Michigan is in an ongoing battle against chronic wasting disease. And now, the Michigan Department of Natural Resources has announced some new restrictions on importing deer carcasses from other states in an effort to control the disease.
It's the latest measure the state has taken in an attempt to avoid introducing the prions that spread the deadly neurological disease. These rules apply for any cervid (deer, moose or elk) taken out of state. Previously, Michigan had restrictions for certain places known to be CWD-positive. This year, these restrictions will apply for animals harvested in any other state or Canadian province regardless of its CWD status.
According to a press release from the DNR, hunters are now only allowed to bring the following cervid parts into the state.
- Deboned meat
- Quarters (legs that do not have any part of the spinal column or head attached)

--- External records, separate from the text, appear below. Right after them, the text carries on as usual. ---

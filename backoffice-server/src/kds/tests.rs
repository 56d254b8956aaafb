use super::*;
use chrono::TimeZone;
use shared::models::{Order, OrderItem, OrderPaymentStatus, OrderStatus, OrderTotals};

fn t0() -> DateTime<Utc> {
    Utc.with_ymd_and_hms(2025, 5, 1, 12, 0, 0).unwrap()
}

fn secs(n: i64) -> DateTime<Utc> {
    t0() + Duration::seconds(n)
}

fn order_item(id: &str, area: PrepArea) -> OrderItem {
    OrderItem {
        id: id.into(),
        menu_item_id: format!("m-{id}"),
        name: id.into(),
        qty: 1,
        unit_price: 1000,
        tax_rate_bps: 0,
        prep_area: area,
        seat_no: None,
        course_no: None,
        instructions: None,
        sent_at: None,
        ticket_id: None,
    }
}

fn order(items: Vec<OrderItem>) -> Order {
    Order {
        id: "o-1".into(),
        display_id: "ORD-000001".into(),
        venue_id: "v1".into(),
        table_id: None,
        session_id: "s-1".into(),
        server_id: "waiter".into(),
        status: OrderStatus::Open,
        items,
        totals: OrderTotals::default(),
        payment_status: OrderPaymentStatus::Unpaid,
        created_at: t0(),
        updated_at: t0(),
        closed_at: None,
        voided_at: None,
        void_reason: None,
    }
}

fn route(router: &KdsRouter, order: &Order) -> Vec<Ticket> {
    let txn = router.storage.begin_write().unwrap();
    let batch: Vec<&OrderItem> = order.items.iter().collect();
    let tickets = create_tickets(&txn, order, &batch, t0()).unwrap();
    txn.commit().unwrap();
    tickets
}

fn router() -> KdsRouter {
    KdsRouter::new(Storage::open_in_memory().unwrap(), 30)
}

fn bump_to(target: TicketStatus) -> BumpTicket {
    BumpTicket { target, op_id: None }
}

#[test]
fn test_groups_items_by_prep_area() {
    let router = router();
    let o = order(vec![
        order_item("burger", PrepArea::Grill),
        order_item("steak", PrepArea::Grill),
        order_item("beer", PrepArea::Bar),
    ]);
    let tickets = route(&router, &o);
    assert_eq!(tickets.len(), 2);

    let grill = tickets.iter().find(|t| t.prep_area == PrepArea::Grill).unwrap();
    assert_eq!(grill.station_key, "GRILL");
    assert_eq!(grill.items.len(), 2);
    assert_eq!(grill.state_history.len(), 1);
    assert_eq!(grill.state_history[0].from, None);

    assert_eq!(router.tickets_for_order("o-1").unwrap().len(), 2);
    let boot = router.bootstrap("v1", "GRILL").unwrap();
    assert_eq!(boot.tickets.len(), 1);
    assert_eq!(boot.station.undo_window_seconds, 30);
}

#[test]
fn test_bump_is_single_step() {
    let router = router();
    let tickets = route(&router, &order(vec![order_item("burger", PrepArea::Grill)]));
    let id = &tickets[0].id;

    let err = router
        .bump(id, &bump_to(TicketStatus::Ready), "cook", secs(1))
        .unwrap_err();
    assert!(matches!(err, KdsError::Transition { .. }));

    for (i, target) in [TicketStatus::Preparing, TicketStatus::Ready, TicketStatus::Completed]
        .into_iter()
        .enumerate()
    {
        let t = router.bump(id, &bump_to(target), "cook", secs(i as i64 + 1)).unwrap();
        assert_eq!(t.status, target);
    }
    let err = router
        .bump(id, &bump_to(TicketStatus::Completed), "cook", secs(9))
        .unwrap_err();
    assert!(matches!(err, KdsError::Transition { .. }));
    assert!(router.bootstrap("v1", "GRILL").unwrap().tickets.is_empty());
}

#[test]
fn test_bump_then_undo_within_window() {
    let router = router();
    let tickets = route(&router, &order(vec![order_item("burger", PrepArea::Grill)]));
    let id = &tickets[0].id;

    router.bump(id, &bump_to(TicketStatus::Preparing), "cook", secs(5)).unwrap();
    let t = router.undo(id, &UndoTicket::default(), "cook", secs(10)).unwrap();
    assert_eq!(t.status, TicketStatus::New);
    assert_eq!(t.state_history.len(), 3);
    assert!(t.state_history[2].undo);

    let err = router
        .undo(id, &UndoTicket::default(), "cook", secs(50))
        .unwrap_err();
    assert!(matches!(err, KdsError::UndoExpired { .. }));
}

#[test]
fn test_undo_completed_respects_window() {
    let router = router();
    let tickets = route(&router, &order(vec![order_item("salad", PrepArea::Cold)]));
    let id = &tickets[0].id;
    router.bump(id, &bump_to(TicketStatus::Preparing), "cook", secs(1)).unwrap();
    router.bump(id, &bump_to(TicketStatus::Ready), "cook", secs(2)).unwrap();
    let done = router.bump(id, &bump_to(TicketStatus::Completed), "cook", secs(3)).unwrap();
    assert_eq!(done.completed_at(), Some(secs(3)));

    let err = router
        .undo(id, &UndoTicket::default(), "cook", secs(34))
        .unwrap_err();
    assert!(matches!(err, KdsError::UndoExpired { .. }));

    let back = router.undo(id, &UndoTicket::default(), "cook", secs(33)).unwrap();
    assert_eq!(back.status, TicketStatus::Ready);
}

#[test]
fn test_nothing_to_undo_on_new_ticket() {
    let router = router();
    let tickets = route(&router, &order(vec![order_item("fries", PrepArea::Fry)]));
    let err = router
        .undo(&tickets[0].id, &UndoTicket::default(), "cook", secs(1))
        .unwrap_err();
    assert!(matches!(err, KdsError::NothingToUndo(_)));
}

#[test]
fn test_station_window_overrides_default() {
    let router = router();
    router
        .upsert_station(
            "hot",
            StationUpsert {
                venue_id: "v1".into(),
                name: "Hot line".into(),
                prep_areas: vec![PrepArea::Grill, PrepArea::Fry],
                undo_window_seconds: Some(120),
            },
        )
        .unwrap();
    let tickets = route(
        &router,
        &order(vec![order_item("burger", PrepArea::Grill), order_item("fries", PrepArea::Fry)]),
    );
    assert_eq!(router.bootstrap("v1", "hot").unwrap().tickets.len(), 2);

    // Ticket station_key is its prep area; the GRILL station is still implicit
    let id = &tickets[0].id;
    router.bump(id, &bump_to(TicketStatus::Preparing), "cook", secs(1)).unwrap();
    assert!(router.undo(id, &UndoTicket::default(), "cook", secs(40)).is_err());

    assert!(matches!(router.station("v1", "pastry"), Err(KdsError::StationNotFound(_))));
    let stations = router.list_stations("v1").unwrap();
    assert_eq!(stations.len(), 1 + PrepArea::ALL.len());
}

#[test]
fn test_op_id_replay_returns_current_state() {
    let router = router();
    let tickets = route(&router, &order(vec![order_item("burger", PrepArea::Grill)]));
    let id = &tickets[0].id;
    let input = BumpTicket {
        target: TicketStatus::Preparing,
        op_id: Some("op-1".into()),
    };

    let first = router.bump(id, &input, "cook", secs(1)).unwrap();
    let again = router.bump(id, &input, "cook", secs(2)).unwrap();
    assert_eq!(first, again);
    assert_eq!(again.state_history.len(), 2);
}

#[test]
fn test_withdraw_and_stats() {
    let router = router();
    let o = order(vec![order_item("burger", PrepArea::Grill)]);
    let tickets = route(&router, &o);
    let id = &tickets[0].id;
    router.bump(id, &bump_to(TicketStatus::Preparing), "cook", secs(10)).unwrap();
    router.bump(id, &bump_to(TicketStatus::Ready), "cook", secs(70)).unwrap();
    router.bump(id, &bump_to(TicketStatus::Completed), "cook", secs(80)).unwrap();

    let stats = router.stats("v1", "GRILL").unwrap();
    assert_eq!(stats.completed, 1);
    assert_eq!(stats.avg_prep_seconds, Some(60.0));

    let mut second = o.clone();
    second.id = "o-2".into();
    let open = route(&router, &second);
    let txn = router.storage.begin_write().unwrap();
    let withdrawn = withdraw_for_order(&txn, "o-2", "manager", secs(90)).unwrap();
    txn.commit().unwrap();
    assert_eq!(withdrawn.len(), 1);
    assert_eq!(router.get_ticket(&open[0].id).unwrap().status, TicketStatus::Withdrawn);
    assert!(router.bootstrap("v1", "GRILL").unwrap().tickets.is_empty());
}
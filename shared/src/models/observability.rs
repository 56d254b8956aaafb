//! Error inbox records, retry plans and action tokens

use chrono::{DateTime, Utc};
use serde::{Deserialize, Serialize};
use serde_json::{Map, Value};
use std::collections::BTreeMap;
use validator::Validate;

#[derive(Debug, Clone, Copy, PartialEq, Eq, Hash, PartialOrd, Ord, Serialize, Deserialize)]
#[serde(rename_all = "SCREAMING_SNAKE_CASE")]
pub enum Severity {
    Low,
    Medium,
    High,
}

impl Severity {
    pub fn from_status(status: u16) -> Self {
        match status {
            500.. => Severity::High,
            409 | 422 => Severity::Medium,
            _ => Severity::Low,
        }
    }
}

#[derive(Debug, Clone, Copy, PartialEq, Eq, Hash, Serialize, Deserialize)]
#[serde(rename_all = "SCREAMING_SNAKE_CASE")]
pub enum ErrorStatus {
    Open,
    Acked,
    Resolved,
    Suppressed,
}

#[derive(Debug, Clone, Copy, PartialEq, Eq, Hash, Serialize, Deserialize)]
#[serde(rename_all = "lowercase")]
pub enum FieldLocation {
    Body,
    Query,
    Path,
}

#[derive(Debug, Clone, PartialEq, Eq, Serialize, Deserialize)]
pub struct EditableField {
    pub path: String,
    pub location: FieldLocation,
}

#[derive(Debug, Clone, PartialEq, Eq, Serialize, Deserialize)]
pub struct RetryTarget {
    pub method: String,
    /// Route template, variables as `{name}`
    pub path: String,
}

#[derive(Debug, Clone, PartialEq, Serialize, Deserialize)]
pub struct RetryPlan {
    pub allowed: bool,
    pub target: RetryTarget,
    pub editable_fields: Vec<EditableField>,
    pub base_body_redacted: Value,
    pub base_query: BTreeMap<String, String>,
    /// Captured values of the path variables
    pub path_params: BTreeMap<String, String>,
    pub idempotency_key_template: String,
    pub action_token_ttl_seconds: u64,
}

impl RetryPlan {
    pub fn is_editable(&self, location: FieldLocation, key: &str) -> bool {
        self.editable_fields
            .iter()
            .any(|f| f.location == location && f.path == key)
    }
}

#[derive(Debug, Clone, PartialEq, Serialize, Deserialize)]
pub struct ErrorInfo {
    pub code: String,
    pub message: String,
}

/// The failed request as captured at the boundary
#[derive(Debug, Clone, PartialEq, Serialize, Deserialize)]
pub struct RequestSource {
    pub method: String,
    pub path: String,
    pub body: Value,
    pub query: BTreeMap<String, String>,
    pub status_code: u16,
    pub response: Value,
}

#[derive(Debug, Clone, Copy, PartialEq, Eq, Serialize, Deserialize)]
#[serde(rename_all = "SCREAMING_SNAKE_CASE")]
pub enum StepKind {
    Captured,
    Recurred,
    Acknowledged,
    Suppressed,
    TokenIssued,
    RetrySucceeded,
    RetryFailed,
}

#[derive(Debug, Clone, PartialEq, Serialize, Deserialize)]
pub struct StepStatus {
    pub kind: StepKind,
    pub at: DateTime<Utc>,
    pub actor: Option<String>,
    pub status_code: Option<u16>,
    pub message: Option<String>,
}

#[derive(Debug, Clone, PartialEq, Serialize, Deserialize)]
pub struct ErrorRecord {
    pub id: String,
    pub display_id: String,
    pub venue_id: String,
    pub fingerprint: String,
    pub domain: String,
    pub severity: Severity,
    pub error: ErrorInfo,
    pub source: RequestSource,
    pub retry_plan: Option<RetryPlan>,
    pub steps: Vec<StepStatus>,
    pub occurrence_count: u64,
    pub retry_attempts: u32,
    pub status: ErrorStatus,
    pub first_seen_at: DateTime<Utc>,
    pub last_seen_at: DateTime<Utc>,
    pub resolved_by: Option<String>,
    pub resolved_at: Option<DateTime<Utc>>,
}

/// One-time credential authorizing a single retry
#[derive(Debug, Clone, PartialEq, Serialize, Deserialize)]
pub struct ActionToken {
    pub token: String,
    pub error_id: String,
    pub user_id: String,
    pub expires_at: DateTime<Utc>,
    pub used: bool,
    pub used_at: Option<DateTime<Utc>>,
    pub created_at: DateTime<Utc>,
}

/// Operator edits applied on top of the captured request
#[derive(Debug, Clone, Default, PartialEq, Serialize, Deserialize)]
pub struct RetryPatch {
    #[serde(default)]
    pub body: Option<Map<String, Value>>,
    #[serde(default)]
    pub query: Option<BTreeMap<String, String>>,
    #[serde(default)]
    pub path: Option<BTreeMap<String, String>>,
}

#[derive(Debug, Clone, Serialize, Deserialize, Validate)]
pub struct RetryRequest {
    #[validate(length(min = 1, max = 256))]
    pub token: String,
    #[serde(default)]
    pub patch: RetryPatch,
}

#[derive(Debug, Clone, PartialEq, Serialize, Deserialize)]
pub struct RetryOutcome {
    pub error_id: String,
    pub attempt: u32,
    pub idempotency_key: String,
    pub status_code: u16,
    pub resolved: bool,
    pub response: Value,
}

#[derive(Debug, Clone, Copy, PartialEq, Eq, Default, Serialize, Deserialize)]
#[serde(rename_all = "snake_case")]
pub enum InboxSort {
    #[default]
    LastSeenDesc,
    FirstSeenDesc,
    OccurrencesDesc,
    SeverityDesc,
}

/// Error inbox filter; list filters are comma separated
#[derive(Debug, Clone, Default, Serialize, Deserialize, Validate)]
pub struct InboxQuery {
    #[validate(length(min = 1, max = 64))]
    pub venue_id: String,
    pub domains: Option<String>,
    pub statuses: Option<String>,
    pub severities: Option<String>,
    pub error_codes: Option<String>,
    #[validate(length(max = 200))]
    pub q: Option<String>,
    pub from: Option<DateTime<Utc>>,
    pub to: Option<DateTime<Utc>>,
    #[serde(default = "default_page")]
    #[validate(range(min = 1))]
    pub page: u32,
    #[serde(default = "default_page_size")]
    #[validate(range(min = 1, max = 200))]
    pub page_size: u32,
    #[serde(default)]
    pub sort: InboxSort,
}

fn default_page() -> u32 {
    1
}

fn default_page_size() -> u32 {
    25
}

#[derive(Debug, Clone, Serialize, Deserialize)]
pub struct InboxPage {
    pub items: Vec<ErrorRecord>,
    pub total: u64,
    pub page: u32,
    pub page_size: u32,
}

#[cfg(test)]
mod tests {
    use super::*;

    #[test]
    fn test_severity_from_status() {
        assert_eq!(Severity::from_status(503), Severity::High);
        assert_eq!(Severity::from_status(409), Severity::Medium);
        assert_eq!(Severity::from_status(422), Severity::Medium);
        assert_eq!(Severity::from_status(404), Severity::Low);
    }

    #[test]
    fn test_retry_patch_defaults() {
        let req: RetryRequest = serde_json::from_value(serde_json::json!({"token": "abc"})).unwrap();
        assert!(req.patch.body.is_none());
        assert!(req.patch.query.is_none());
    }
}
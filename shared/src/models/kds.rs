//! Kitchen display tickets and stations

use chrono::{DateTime, Utc};
use serde::{Deserialize, Serialize};
use std::fmt;
use validator::Validate;

use super::recipe::PrepArea;

#[derive(Debug, Clone, Copy, PartialEq, Eq, Hash, PartialOrd, Ord, Serialize, Deserialize)]
#[serde(rename_all = "SCREAMING_SNAKE_CASE")]
pub enum TicketStatus {
    New,
    Preparing,
    Ready,
    Completed,
    /// Order voided before the ticket finished
    Withdrawn,
}

impl TicketStatus {
    /// Status a single forward bump leads to
    pub fn next(&self) -> Option<TicketStatus> {
        match self {
            TicketStatus::New => Some(TicketStatus::Preparing),
            TicketStatus::Preparing => Some(TicketStatus::Ready),
            TicketStatus::Ready => Some(TicketStatus::Completed),
            TicketStatus::Completed | TicketStatus::Withdrawn => None,
        }
    }

    pub fn is_active(&self) -> bool {
        !matches!(self, TicketStatus::Completed | TicketStatus::Withdrawn)
    }

    pub fn as_str(&self) -> &'static str {
        match self {
            TicketStatus::New => "NEW",
            TicketStatus::Preparing => "PREPARING",
            TicketStatus::Ready => "READY",
            TicketStatus::Completed => "COMPLETED",
            TicketStatus::Withdrawn => "WITHDRAWN",
        }
    }
}

impl fmt::Display for TicketStatus {
    fn fmt(&self, f: &mut fmt::Formatter<'_>) -> fmt::Result {
        f.write_str(self.as_str())
    }
}

/// Order item as shown on a ticket
#[derive(Debug, Clone, PartialEq, Serialize, Deserialize)]
pub struct TicketItem {
    pub order_item_id: String,
    pub menu_item_id: String,
    pub name: String,
    pub qty: u32,
    pub seat_no: Option<u32>,
    pub course_no: Option<u32>,
    pub instructions: Option<String>,
}

#[derive(Debug, Clone, PartialEq, Serialize, Deserialize)]
pub struct StateTransition {
    /// `None` for the creation entry
    pub from: Option<TicketStatus>,
    pub to: TicketStatus,
    pub actor: String,
    pub at: DateTime<Utc>,
    #[serde(default)]
    pub undo: bool,
}

#[derive(Debug, Clone, PartialEq, Serialize, Deserialize)]
pub struct Ticket {
    pub id: String,
    pub order_id: String,
    pub order_display_id: String,
    pub venue_id: String,
    pub prep_area: PrepArea,
    pub station_key: String,
    pub status: TicketStatus,
    pub items: Vec<TicketItem>,
    pub created_at: DateTime<Utc>,
    pub updated_at: DateTime<Utc>,
    pub state_history: Vec<StateTransition>,
}

impl Ticket {
    pub fn completed_at(&self) -> Option<DateTime<Utc>> {
        if self.status != TicketStatus::Completed {
            return None;
        }
        self.state_history.last().map(|t| t.at)
    }
}

/// Station configuration
#[derive(Debug, Clone, PartialEq, Serialize, Deserialize)]
pub struct Station {
    pub key: String,
    pub venue_id: String,
    pub name: String,
    pub prep_areas: Vec<PrepArea>,
    pub undo_window_seconds: u32,
}

#[derive(Debug, Clone, Serialize, Deserialize, Validate)]
pub struct StationUpsert {
    #[validate(length(min = 1, max = 64))]
    pub venue_id: String,
    #[validate(length(min = 1, max = 200))]
    pub name: String,
    #[validate(length(min = 1))]
    pub prep_areas: Vec<PrepArea>,
    #[validate(range(min = 1, max = 3600))]
    pub undo_window_seconds: Option<u32>,
}

/// Initial render payload for a station client
#[derive(Debug, Clone, Serialize, Deserialize)]
pub struct StationBootstrap {
    pub station: Station,
    pub tickets: Vec<Ticket>,
}

#[derive(Debug, Clone, PartialEq, Serialize, Deserialize)]
pub struct StationStats {
    pub station_key: String,
    pub completed: u64,
    pub active: u64,
    /// First PREPARING to READY, averaged over completed tickets
    pub avg_prep_seconds: Option<f64>,
}

#[derive(Debug, Clone, Serialize, Deserialize, Validate)]
pub struct BumpTicket {
    pub target: TicketStatus,
    #[validate(length(min = 1, max = 128))]
    pub op_id: Option<String>,
}

#[derive(Debug, Clone, Default, Serialize, Deserialize, Validate)]
pub struct UndoTicket {
    #[validate(length(min = 1, max = 128))]
    pub op_id: Option<String>,
}
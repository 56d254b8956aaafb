//! POS sessions and orders

use chrono::{DateTime, Utc};
use serde::{Deserialize, Serialize};
use std::collections::BTreeMap;
use validator::Validate;

use super::recipe::PrepArea;

#[derive(Debug, Clone, Copy, PartialEq, Eq, Serialize, Deserialize)]
#[serde(rename_all = "SCREAMING_SNAKE_CASE")]
pub enum SessionStatus {
    Open,
    Closed,
}

/// Price/tax/routing of a menu item frozen at session open
#[derive(Debug, Clone, PartialEq, Serialize, Deserialize)]
pub struct MenuSnapshotEntry {
    pub menu_item_id: String,
    pub name: String,
    pub price: i64,
    pub tax_rate_bps: u32,
    pub prep_area: PrepArea,
}

/// POS session, binds a menu snapshot to the orders taken in it
#[derive(Debug, Clone, PartialEq, Serialize, Deserialize)]
pub struct PosSession {
    pub id: String,
    pub venue_id: String,
    pub opened_by: String,
    pub opened_at: DateTime<Utc>,
    pub closed_at: Option<DateTime<Utc>>,
    pub status: SessionStatus,
    pub menu: BTreeMap<String, MenuSnapshotEntry>,
}

#[derive(Debug, Clone, Serialize, Deserialize, Validate)]
pub struct OpenSession {
    #[validate(length(min = 1, max = 64))]
    pub venue_id: String,
}

#[derive(Debug, Clone, Copy, PartialEq, Eq, Serialize, Deserialize)]
#[serde(rename_all = "SCREAMING_SNAKE_CASE")]
pub enum OrderStatus {
    Open,
    Sent,
    Partial,
    Paid,
    Closed,
    Voided,
}

impl OrderStatus {
    pub fn is_terminal(&self) -> bool {
        matches!(self, OrderStatus::Closed | OrderStatus::Voided)
    }
}

#[derive(Debug, Clone, Copy, PartialEq, Eq, Default, Serialize, Deserialize)]
#[serde(rename_all = "SCREAMING_SNAKE_CASE")]
pub enum OrderPaymentStatus {
    #[default]
    Unpaid,
    Partial,
    Paid,
}

#[derive(Debug, Clone, PartialEq, Serialize, Deserialize)]
pub struct OrderItem {
    pub id: String,
    pub menu_item_id: String,
    pub name: String,
    pub qty: u32,
    /// Unit price in minor units, from the session snapshot
    pub unit_price: i64,
    pub tax_rate_bps: u32,
    pub prep_area: PrepArea,
    pub seat_no: Option<u32>,
    pub course_no: Option<u32>,
    pub instructions: Option<String>,
    pub sent_at: Option<DateTime<Utc>>,
    pub ticket_id: Option<String>,
}

impl OrderItem {
    /// `None` when the line does not fit in minor units
    pub fn line_total(&self) -> Option<i64> {
        self.unit_price.checked_mul(i64::from(self.qty))
    }
}

/// All amounts in minor units
#[derive(Debug, Clone, Copy, PartialEq, Eq, Default, Serialize, Deserialize)]
pub struct OrderTotals {
    pub subtotal: i64,
    pub tax: i64,
    pub discount: i64,
    pub grand_total: i64,
    pub paid: i64,
    pub balance: i64,
}

#[derive(Debug, Clone, PartialEq, Serialize, Deserialize)]
pub struct Order {
    pub id: String,
    pub display_id: String,
    pub venue_id: String,
    pub table_id: Option<String>,
    pub session_id: String,
    pub server_id: String,
    pub status: OrderStatus,
    pub items: Vec<OrderItem>,
    pub totals: OrderTotals,
    pub payment_status: OrderPaymentStatus,
    pub created_at: DateTime<Utc>,
    pub updated_at: DateTime<Utc>,
    pub closed_at: Option<DateTime<Utc>>,
    pub voided_at: Option<DateTime<Utc>>,
    pub void_reason: Option<String>,
}

#[derive(Debug, Clone, Serialize, Deserialize, Validate)]
pub struct CreateOrder {
    #[validate(length(min = 1))]
    pub session_id: String,
    #[validate(length(max = 64))]
    pub table_id: Option<String>,
    /// Order-level discount in minor units
    #[serde(default)]
    #[validate(range(min = 0))]
    pub discount: i64,
}

#[derive(Debug, Clone, Serialize, Deserialize, Validate)]
pub struct AddItem {
    #[validate(length(min = 1))]
    pub menu_item_id: String,
    #[validate(range(min = 1, max = 999))]
    pub qty: u32,
    pub seat_no: Option<u32>,
    pub course_no: Option<u32>,
    #[validate(length(max = 500))]
    pub instructions: Option<String>,
}

#[derive(Debug, Clone, Default, Serialize, Deserialize, Validate)]
pub struct VoidOrder {
    #[validate(length(max = 500))]
    pub reason: Option<String>,
}
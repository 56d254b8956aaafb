//! Idempotency keys
//!
//! A key binds a request fingerprint to the resources it produced. Replaying
//! the key with the same body returns those resources; a different body is a
//! conflict.

use chrono::{DateTime, Utc};
use redb::WriteTransaction;
use serde::{Deserialize, Serialize};
use sha2::{Digest, Sha256};

use super::tables::IDEMPOTENCY;
use super::{StorageResult, get_doc, put_doc};

#[derive(Debug, Clone, PartialEq, Serialize, Deserialize)]
pub struct IdempotencyRecord {
    pub fingerprint: String,
    pub resource_ids: Vec<String>,
    pub created_at: DateTime<Utc>,
}

/// Stable digest of a request body
pub fn request_fingerprint<T: Serialize>(body: &T) -> String {
    let bytes = serde_json::to_vec(body).unwrap_or_default();
    hex::encode(Sha256::digest(&bytes))
}

fn scoped(scope: &str, key: &str) -> String {
    format!("{scope}:{key}")
}

pub fn lookup(
    txn: &WriteTransaction,
    scope: &str,
    key: &str,
) -> StorageResult<Option<IdempotencyRecord>> {
    let table = txn.open_table(IDEMPOTENCY)?;
    get_doc(&table, &scoped(scope, key))
}

pub fn record(
    txn: &WriteTransaction,
    scope: &str,
    key: &str,
    record: &IdempotencyRecord,
) -> StorageResult<()> {
    let mut table = txn.open_table(IDEMPOTENCY)?;
    put_doc(&mut table, &scoped(scope, key), record)
}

- Finished taxidermy products
- Cleaned teeth
- Antlers attached to a skullcap cleaned of brain and muscle tissue
It's worth noting the DNR has conducted sting operations in the past where people illegally importing whole deer carcasses faced charges and loss of their animal.
"We're asking everyone who hunts out of state to understand and follow these regulations," Dean Molnar, assistant chief of the DNR Law Enforcement Division, told the DNR. "Those who don't will face fines, penalties and confiscation of the animal. We need everyone to abide by the regulations and follow the law. The health of Michigan's big-game population depends on the cooperation of hunters. We are all in this together."
The news of these new regulations comes almost four months after the DNR recommended a new CWD containment zone in Montcalm and Mecosta counties.
If you've been following CWD news in Michigan, you might recall the fears there come from a bizarre story about an Amish processor providing a deer ranch owner with extra heads for state-mandated testing. Two of the heads eventually tested positive for the disease.
The state also created a scientific panel to fight the disease back in April. It seems the battle against CWD in Michigan is just beginning.